(Dataset entries)
· · · · · · ·
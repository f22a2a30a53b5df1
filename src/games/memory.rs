//! Memory Match
//!
//! Every symbol is dealt twice, face down. Two flipped cards either lock in
//! as a pair after a short delay or flip back and count as a miss.

use serde::Serialize;

use crate::consts::{MATCH_DELAY, MAX_MISSES, MISMATCH_DELAY, POINTS_PER_MATCH};
use crate::sim::{Ctx, GameRng, Outcome, RoundGame};

#[derive(Debug, Clone, PartialEq, Eq, Serialize)]
pub struct Card {
    pub id: u32,
    pub symbol: String,
    pub flipped: bool,
    pub matched: bool,
}

impl Card {
    /// Whether the face is showing
    pub fn face_up(&self) -> bool {
        self.flipped || self.matched
    }
}

/// The dealt board plus its running tallies
#[derive(Debug, Clone, Serialize)]
pub struct Board {
    pub cards: Vec<Card>,
    /// Indices flipped this turn (at most two)
    pub selection: Vec<usize>,
    pub matches: u32,
    pub misses: u32,
    pub max_misses: u32,
}

impl Board {
    pub fn pairs(&self) -> u32 {
        (self.cards.len() / 2) as u32
    }

    /// All pairs found
    pub fn is_won(&self) -> bool {
        self.matches == self.pairs()
    }

    /// A full selection is waiting to resolve
    pub fn is_resolving(&self) -> bool {
        self.selection.len() == 2
    }
}

#[derive(Debug, Clone, Copy, PartialEq, Eq)]
pub enum MemoryTask {
    /// Lock a matching pair in
    Match(usize, usize),
    /// Turn a mismatched pair back over
    Mismatch(usize, usize),
}

#[derive(Debug, Clone)]
pub struct MemoryMatch {
    symbols: Vec<String>,
    max_misses: u32,
}

impl MemoryMatch {
    pub fn new(symbols: Vec<String>) -> Self {
        Self {
            symbols,
            max_misses: MAX_MISSES,
        }
    }

    pub fn with_max_misses(mut self, max_misses: u32) -> Self {
        self.max_misses = max_misses.max(1);
        self
    }
}

impl RoundGame for MemoryMatch {
    type Round = Board;
    type Action = usize;
    type Task = MemoryTask;

    fn name(&self) -> &'static str {
        "Memory Match"
    }

    fn deal(&self, rng: &mut GameRng) -> Board {
        let mut symbols: Vec<&String> = self.symbols.iter().chain(self.symbols.iter()).collect();
        rng.shuffle(&mut symbols);
        let cards = symbols
            .into_iter()
            .enumerate()
            .map(|(i, symbol)| Card {
                id: i as u32,
                symbol: symbol.clone(),
                flipped: false,
                matched: false,
            })
            .collect();
        Board {
            cards,
            selection: Vec::with_capacity(2),
            matches: 0,
            misses: 0,
            max_misses: self.max_misses,
        }
    }

    fn play(&self, board: &mut Board, index: usize, ctx: &mut Ctx<'_, MemoryTask>) -> Outcome {
        if board.is_resolving() {
            return Outcome::Ignored;
        }
        let Some(card) = board.cards.get_mut(index) else {
            return Outcome::Ignored;
        };
        if card.face_up() {
            return Outcome::Ignored;
        }
        card.flipped = true;
        board.selection.push(index);

        if let [first, second] = board.selection[..] {
            if board.cards[first].symbol == board.cards[second].symbol {
                ctx.timers.after(MATCH_DELAY, MemoryTask::Match(first, second));
            } else {
                ctx.timers
                    .after(MISMATCH_DELAY, MemoryTask::Mismatch(first, second));
            }
        }
        Outcome::Pending
    }

    fn fire(&self, board: &mut Board, task: MemoryTask, _ctx: &mut Ctx<'_, MemoryTask>) -> Outcome {
        board.selection.clear();
        match task {
            MemoryTask::Match(a, b) => {
                board.cards[a].matched = true;
                board.cards[b].matched = true;
                board.matches += 1;
                if board.is_won() {
                    log::info!("Memory Match cleared with {} misses", board.misses);
                }
                Outcome::Scored {
                    points: 1,
                    next_round: false,
                }
            }
            MemoryTask::Mismatch(a, b) => {
                board.cards[a].flipped = false;
                board.cards[b].flipped = false;
                board.misses += 1;
                if board.misses >= board.max_misses {
                    Outcome::Failed
                } else {
                    Outcome::Pending
                }
            }
        }
    }

    fn reported_score(&self, score: u32) -> u32 {
        score * POINTS_PER_MATCH
    }
}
· · · · · · ·
The task = Here the job is to restate all of the data word for word.

Worked solution =
repository f22a2a30a53b5df1
filename src/games/memory.rs
//! Memory Match
//!
//! Every symbol is dealt twice, face down. Two flipped cards either lock in
//! as a pair after a short delay or flip back and count as a miss.

use serde::Serialize;

use crate::consts::{MATCH_DELAY, MAX_MISSES, MISMATCH_DELAY, POINTS_PER_MATCH};
use crate::sim::{Ctx, GameRng, Outcome, RoundGame};

#[derive(Debug, Clone, PartialEq, Eq, Serialize)]
pub struct Card {
    pub id: u32,
    pub symbol: String,
    pub flipped: bool,
    pub matched: bool,
}

impl Card {
    /// Whether the face is showing
    pub fn face_up(&self) -> bool {
        self.flipped || self.matched
    }
}

/// The dealt board plus its running tallies
#[derive(Debug, Clone, Serialize)]
pub struct Board {
    pub cards: Vec<Card>,
    /// Indices flipped this turn (at most two)
    pub selection: Vec<usize>,
    pub matches: u32,
    pub misses: u32,
    pub max_misses: u32,
}

impl Board {
    pub fn pairs(&self) -> u32 {
        (self.cards.len() / 2) as u32
    }

    /// All pairs found
    pub fn is_won(&self) -> bool {
        self.matches == self.pairs()
    }

    /// A full selection is waiting to resolve
    pub fn is_resolving(&self) -> bool {
        self.selection.len() == 2
    }
}

#[derive(Debug, Clone, Copy, PartialEq, Eq)]
pub enum MemoryTask {
    /// Lock a matching pair in
    Match(usize, usize),
    /// Turn a mismatched pair back over
    Mismatch(usize, usize),
}

#[derive(Debug, Clone)]
pub struct MemoryMatch {
    symbols: Vec<String>,
    max_misses: u32,
}

impl MemoryMatch {
    pub fn new(symbols: Vec<String>) -> Self {
        Self {
            symbols,
            max_misses: MAX_MISSES,
        }
    }

    pub fn with_max_misses(mut self, max_misses: u32) -> Self {
        self.max_misses = max_misses.max(1);
        self
    }
}

impl RoundGame for MemoryMatch {
    type Round = Board;
    type Action = usize;
    type Task = MemoryTask;

    fn name(&self) -> &'static str {
        "Memory Match"
    }

    fn deal(&self, rng: &mut GameRng) -> Board {
        let mut symbols: Vec<&String> = self.symbols.iter().chain(self.symbols.iter()).collect();
        rng.shuffle(&mut symbols);
        let cards = symbols
            .into_iter()
            .enumerate()
            .map(|(i, symbol)| Card {
                id: i as u32,
                symbol: symbol.clone(),
                flipped: false,
                matched: false,
            })
            .collect();
        Board {
            cards,
            selection: Vec::with_capacity(2),
            matches: 0,
            misses: 0,
            max_misses: self.max_misses,
        }
    }

    fn play(&self, board: &mut Board, index: usize, ctx: &mut Ctx<'_, MemoryTask>) -> Outcome {
        if board.is_resolving() {
            return Outcome::Ignored;
        }
        let Some(card) = board.cards.get_mut(index) else {
            return Outcome::Ignored;
        };
        if card.face_up() {
            return Outcome::Ignored;
        }
        card.flipped = true;
        board.selection.push(index);

        if let [first, second] = board.selection[..] {
            if board.cards[first].symbol == board.cards[second].symbol {
                ctx.timers.after(MATCH_DELAY, MemoryTask::Match(first, second));
            } else {
                ctx.timers
                    .after(MISMATCH_DELAY, MemoryTask::Mismatch(first, second));
            }
        }
        Outcome::Pending
    }

    fn fire(&self, board: &mut Board, task: MemoryTask, _ctx: &mut Ctx<'_, MemoryTask>) -> Outcome {
        board.selection.clear();
        match task {
            MemoryTask::Match(a, b) => {
                board.cards[a].matched = true;
                board.cards[b].matched = true;
                board.matches += 1;
                if board.is_won() {
                    log::info!("Memory Match cleared with {} misses", board.misses);
                }
                Outcome::Scored {
                    points: 1,
                    next_round: false,
                }
            }
            MemoryTask::Mismatch(a, b) => {
                board.cards[a].flipped = false;
                board.cards[b].flipped = false;
                board.misses += 1;
                if board.misses >= board.max_misses {
                    Outcome::Failed
                } else {
                    Outcome::Pending
                }
            }
        }
    }

    fn reported_score(&self, score: u32) -> u32 {
        score * POINTS_PER_MATCH
    }
}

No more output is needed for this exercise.